**WHAT IS NEEDED**
For the data below, count the lines that have the string "GraphImage" and state that number by itself.

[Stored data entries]
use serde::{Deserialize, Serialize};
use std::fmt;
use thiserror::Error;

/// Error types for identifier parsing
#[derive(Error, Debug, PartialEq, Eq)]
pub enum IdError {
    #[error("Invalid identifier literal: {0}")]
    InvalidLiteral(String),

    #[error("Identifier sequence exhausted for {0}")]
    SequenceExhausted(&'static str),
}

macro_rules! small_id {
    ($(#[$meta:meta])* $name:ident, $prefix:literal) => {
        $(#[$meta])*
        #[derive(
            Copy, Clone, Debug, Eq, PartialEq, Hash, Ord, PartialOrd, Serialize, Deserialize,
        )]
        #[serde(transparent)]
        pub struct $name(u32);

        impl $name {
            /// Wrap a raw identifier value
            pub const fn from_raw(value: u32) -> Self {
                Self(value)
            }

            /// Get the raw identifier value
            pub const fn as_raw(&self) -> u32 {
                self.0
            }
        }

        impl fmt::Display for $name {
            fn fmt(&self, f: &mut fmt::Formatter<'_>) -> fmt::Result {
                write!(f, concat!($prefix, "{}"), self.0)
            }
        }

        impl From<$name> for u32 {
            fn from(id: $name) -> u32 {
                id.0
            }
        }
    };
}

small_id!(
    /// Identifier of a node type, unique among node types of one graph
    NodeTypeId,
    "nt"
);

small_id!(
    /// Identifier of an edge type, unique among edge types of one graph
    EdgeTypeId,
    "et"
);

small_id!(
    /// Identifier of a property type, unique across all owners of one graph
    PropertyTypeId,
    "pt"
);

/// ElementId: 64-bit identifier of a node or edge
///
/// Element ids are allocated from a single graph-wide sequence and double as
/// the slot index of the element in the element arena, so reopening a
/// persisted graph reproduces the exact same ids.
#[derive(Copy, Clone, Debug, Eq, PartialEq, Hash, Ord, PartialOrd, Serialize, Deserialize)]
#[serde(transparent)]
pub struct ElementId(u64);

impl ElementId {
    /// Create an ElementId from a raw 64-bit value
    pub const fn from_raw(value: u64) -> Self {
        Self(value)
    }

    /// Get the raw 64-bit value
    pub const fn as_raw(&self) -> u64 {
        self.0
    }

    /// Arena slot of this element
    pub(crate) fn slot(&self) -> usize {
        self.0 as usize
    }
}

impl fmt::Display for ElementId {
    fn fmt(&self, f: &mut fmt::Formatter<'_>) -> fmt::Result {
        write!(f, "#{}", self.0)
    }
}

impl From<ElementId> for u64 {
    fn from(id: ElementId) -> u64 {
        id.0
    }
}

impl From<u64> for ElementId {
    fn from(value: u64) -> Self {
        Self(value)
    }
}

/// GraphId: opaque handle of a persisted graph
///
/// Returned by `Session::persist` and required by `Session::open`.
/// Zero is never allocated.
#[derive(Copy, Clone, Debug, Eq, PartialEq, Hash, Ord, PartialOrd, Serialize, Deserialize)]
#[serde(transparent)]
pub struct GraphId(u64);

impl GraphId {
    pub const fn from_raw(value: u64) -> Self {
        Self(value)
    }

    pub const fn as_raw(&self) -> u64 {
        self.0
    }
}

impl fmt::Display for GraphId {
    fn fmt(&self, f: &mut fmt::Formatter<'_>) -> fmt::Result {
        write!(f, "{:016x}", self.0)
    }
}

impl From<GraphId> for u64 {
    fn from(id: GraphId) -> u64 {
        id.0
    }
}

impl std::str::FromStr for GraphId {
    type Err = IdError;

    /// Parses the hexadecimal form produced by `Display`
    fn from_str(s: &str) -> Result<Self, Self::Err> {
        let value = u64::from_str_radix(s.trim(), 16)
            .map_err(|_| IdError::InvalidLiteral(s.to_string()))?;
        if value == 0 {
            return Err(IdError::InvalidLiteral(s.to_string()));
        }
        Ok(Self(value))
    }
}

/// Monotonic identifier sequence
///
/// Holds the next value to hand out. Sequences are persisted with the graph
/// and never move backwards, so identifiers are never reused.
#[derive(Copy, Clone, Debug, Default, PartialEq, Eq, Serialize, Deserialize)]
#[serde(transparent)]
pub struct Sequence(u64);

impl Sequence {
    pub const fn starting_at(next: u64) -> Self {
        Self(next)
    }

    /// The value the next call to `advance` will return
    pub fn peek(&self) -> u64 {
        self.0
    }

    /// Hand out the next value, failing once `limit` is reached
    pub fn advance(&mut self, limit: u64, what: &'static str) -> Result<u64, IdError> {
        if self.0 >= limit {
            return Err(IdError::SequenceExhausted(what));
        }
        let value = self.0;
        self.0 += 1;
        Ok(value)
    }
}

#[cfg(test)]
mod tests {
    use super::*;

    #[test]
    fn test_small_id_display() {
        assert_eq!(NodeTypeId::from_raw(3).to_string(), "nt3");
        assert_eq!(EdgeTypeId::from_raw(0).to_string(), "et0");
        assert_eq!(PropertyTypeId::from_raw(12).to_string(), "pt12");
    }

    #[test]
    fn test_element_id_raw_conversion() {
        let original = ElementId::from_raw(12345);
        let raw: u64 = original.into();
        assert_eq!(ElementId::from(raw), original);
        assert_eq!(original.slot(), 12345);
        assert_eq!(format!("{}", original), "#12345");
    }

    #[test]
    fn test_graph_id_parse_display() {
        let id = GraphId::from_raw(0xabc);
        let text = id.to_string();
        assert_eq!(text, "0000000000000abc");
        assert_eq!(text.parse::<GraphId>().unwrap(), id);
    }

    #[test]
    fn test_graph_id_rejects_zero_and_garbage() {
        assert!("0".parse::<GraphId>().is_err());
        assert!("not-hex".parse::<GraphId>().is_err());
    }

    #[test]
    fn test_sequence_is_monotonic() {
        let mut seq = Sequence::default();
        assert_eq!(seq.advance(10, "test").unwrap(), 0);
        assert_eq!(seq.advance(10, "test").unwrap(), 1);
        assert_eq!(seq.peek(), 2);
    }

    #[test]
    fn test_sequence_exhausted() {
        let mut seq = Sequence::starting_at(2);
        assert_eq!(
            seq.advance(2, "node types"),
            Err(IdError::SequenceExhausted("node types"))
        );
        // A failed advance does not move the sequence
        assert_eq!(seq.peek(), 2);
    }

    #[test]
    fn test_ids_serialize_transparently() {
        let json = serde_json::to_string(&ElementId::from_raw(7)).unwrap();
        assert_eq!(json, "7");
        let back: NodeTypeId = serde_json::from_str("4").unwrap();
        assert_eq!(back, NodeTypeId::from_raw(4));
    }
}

---

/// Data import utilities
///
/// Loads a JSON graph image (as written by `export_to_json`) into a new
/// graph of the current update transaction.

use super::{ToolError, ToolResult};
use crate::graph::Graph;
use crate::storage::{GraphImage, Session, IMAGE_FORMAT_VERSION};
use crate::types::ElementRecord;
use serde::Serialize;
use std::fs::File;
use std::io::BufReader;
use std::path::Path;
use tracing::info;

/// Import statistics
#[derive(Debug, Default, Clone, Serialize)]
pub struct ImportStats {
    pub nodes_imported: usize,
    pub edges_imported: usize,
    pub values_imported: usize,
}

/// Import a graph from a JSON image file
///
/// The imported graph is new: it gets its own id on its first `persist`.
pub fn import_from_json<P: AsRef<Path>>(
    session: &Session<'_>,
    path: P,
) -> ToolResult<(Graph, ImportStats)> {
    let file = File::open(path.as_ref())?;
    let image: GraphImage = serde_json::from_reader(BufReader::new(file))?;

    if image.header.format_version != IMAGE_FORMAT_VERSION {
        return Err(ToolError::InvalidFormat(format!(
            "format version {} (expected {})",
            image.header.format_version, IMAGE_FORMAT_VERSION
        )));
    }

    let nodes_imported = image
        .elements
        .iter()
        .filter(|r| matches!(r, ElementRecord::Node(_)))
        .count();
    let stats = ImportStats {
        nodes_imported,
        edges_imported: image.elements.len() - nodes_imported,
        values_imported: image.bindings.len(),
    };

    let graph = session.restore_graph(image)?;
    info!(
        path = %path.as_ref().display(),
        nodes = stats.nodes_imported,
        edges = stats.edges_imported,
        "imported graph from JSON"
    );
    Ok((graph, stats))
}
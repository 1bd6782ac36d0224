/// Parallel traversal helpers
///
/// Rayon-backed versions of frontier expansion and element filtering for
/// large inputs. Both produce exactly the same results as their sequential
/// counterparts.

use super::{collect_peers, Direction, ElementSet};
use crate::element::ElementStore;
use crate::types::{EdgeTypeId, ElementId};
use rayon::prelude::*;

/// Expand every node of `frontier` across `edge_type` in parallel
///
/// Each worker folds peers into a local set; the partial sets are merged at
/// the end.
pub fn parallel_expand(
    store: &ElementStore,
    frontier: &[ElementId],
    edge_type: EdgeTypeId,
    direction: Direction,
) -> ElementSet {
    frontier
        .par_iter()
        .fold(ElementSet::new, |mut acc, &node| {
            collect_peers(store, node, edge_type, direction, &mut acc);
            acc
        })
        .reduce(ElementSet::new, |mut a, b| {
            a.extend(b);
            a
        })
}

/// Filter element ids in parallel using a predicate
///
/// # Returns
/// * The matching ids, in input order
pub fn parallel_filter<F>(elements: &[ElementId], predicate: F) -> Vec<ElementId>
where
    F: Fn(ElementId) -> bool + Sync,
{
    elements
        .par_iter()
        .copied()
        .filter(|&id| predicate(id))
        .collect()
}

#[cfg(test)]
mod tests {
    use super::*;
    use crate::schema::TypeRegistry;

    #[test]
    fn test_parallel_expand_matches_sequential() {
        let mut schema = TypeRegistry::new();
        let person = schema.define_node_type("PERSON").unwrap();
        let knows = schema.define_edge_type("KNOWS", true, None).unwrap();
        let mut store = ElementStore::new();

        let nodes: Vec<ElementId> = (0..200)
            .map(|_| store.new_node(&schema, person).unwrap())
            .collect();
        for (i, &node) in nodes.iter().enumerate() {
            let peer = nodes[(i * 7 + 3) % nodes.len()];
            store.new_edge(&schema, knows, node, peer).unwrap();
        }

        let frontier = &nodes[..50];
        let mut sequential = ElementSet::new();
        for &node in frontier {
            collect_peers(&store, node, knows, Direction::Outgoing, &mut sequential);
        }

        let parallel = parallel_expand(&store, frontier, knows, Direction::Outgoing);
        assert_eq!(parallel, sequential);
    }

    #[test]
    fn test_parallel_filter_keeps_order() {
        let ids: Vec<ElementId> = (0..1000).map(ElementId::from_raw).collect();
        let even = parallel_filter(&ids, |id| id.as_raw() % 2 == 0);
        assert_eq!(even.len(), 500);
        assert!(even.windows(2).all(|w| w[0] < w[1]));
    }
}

* * *

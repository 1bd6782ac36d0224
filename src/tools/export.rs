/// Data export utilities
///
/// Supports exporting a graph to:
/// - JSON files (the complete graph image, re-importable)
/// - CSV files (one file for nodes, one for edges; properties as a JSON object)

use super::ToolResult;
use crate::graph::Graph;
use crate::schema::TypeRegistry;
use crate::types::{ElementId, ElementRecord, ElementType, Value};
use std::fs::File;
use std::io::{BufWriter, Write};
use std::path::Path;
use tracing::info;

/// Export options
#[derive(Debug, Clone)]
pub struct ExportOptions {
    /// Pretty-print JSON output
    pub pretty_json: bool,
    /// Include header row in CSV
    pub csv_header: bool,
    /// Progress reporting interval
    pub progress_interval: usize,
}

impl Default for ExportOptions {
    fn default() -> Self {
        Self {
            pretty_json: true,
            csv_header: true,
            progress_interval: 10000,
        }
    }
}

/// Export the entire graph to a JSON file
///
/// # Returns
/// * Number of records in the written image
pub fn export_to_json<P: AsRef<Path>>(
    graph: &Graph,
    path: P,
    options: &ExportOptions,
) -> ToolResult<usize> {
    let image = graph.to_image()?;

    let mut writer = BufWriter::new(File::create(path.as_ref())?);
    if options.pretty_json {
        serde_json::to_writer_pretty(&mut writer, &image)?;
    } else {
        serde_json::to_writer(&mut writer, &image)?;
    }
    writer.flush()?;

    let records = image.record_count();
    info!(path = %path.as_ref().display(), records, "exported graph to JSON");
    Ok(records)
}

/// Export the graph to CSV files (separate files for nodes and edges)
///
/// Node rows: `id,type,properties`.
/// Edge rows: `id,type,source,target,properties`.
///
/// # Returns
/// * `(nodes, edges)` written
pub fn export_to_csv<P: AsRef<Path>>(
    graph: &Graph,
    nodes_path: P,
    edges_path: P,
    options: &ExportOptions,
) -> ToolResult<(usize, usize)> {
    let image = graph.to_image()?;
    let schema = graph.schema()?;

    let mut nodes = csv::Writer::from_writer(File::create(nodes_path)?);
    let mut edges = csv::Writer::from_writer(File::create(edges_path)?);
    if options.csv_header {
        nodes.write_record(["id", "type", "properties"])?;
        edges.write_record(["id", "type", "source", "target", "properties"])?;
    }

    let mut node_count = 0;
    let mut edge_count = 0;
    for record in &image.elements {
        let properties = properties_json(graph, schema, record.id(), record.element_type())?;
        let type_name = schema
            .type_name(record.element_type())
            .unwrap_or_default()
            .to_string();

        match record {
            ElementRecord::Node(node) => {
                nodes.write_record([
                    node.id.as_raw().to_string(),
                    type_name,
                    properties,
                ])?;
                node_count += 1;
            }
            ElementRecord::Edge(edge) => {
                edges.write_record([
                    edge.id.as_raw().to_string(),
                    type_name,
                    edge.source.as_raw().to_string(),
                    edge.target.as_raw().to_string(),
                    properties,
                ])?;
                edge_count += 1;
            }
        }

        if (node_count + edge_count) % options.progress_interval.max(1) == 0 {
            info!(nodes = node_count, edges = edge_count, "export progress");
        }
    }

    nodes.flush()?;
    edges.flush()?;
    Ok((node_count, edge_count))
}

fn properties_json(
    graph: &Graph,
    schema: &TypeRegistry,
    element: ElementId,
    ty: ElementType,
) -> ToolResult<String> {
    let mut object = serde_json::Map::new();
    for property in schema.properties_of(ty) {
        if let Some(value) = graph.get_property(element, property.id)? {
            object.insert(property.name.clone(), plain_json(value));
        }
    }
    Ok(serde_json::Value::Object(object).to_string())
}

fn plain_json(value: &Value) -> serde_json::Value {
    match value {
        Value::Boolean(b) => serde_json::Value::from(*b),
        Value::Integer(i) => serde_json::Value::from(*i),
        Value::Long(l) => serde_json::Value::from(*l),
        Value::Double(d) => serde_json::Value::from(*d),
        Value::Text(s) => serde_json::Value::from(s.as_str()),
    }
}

**ANSWER SPACE**
2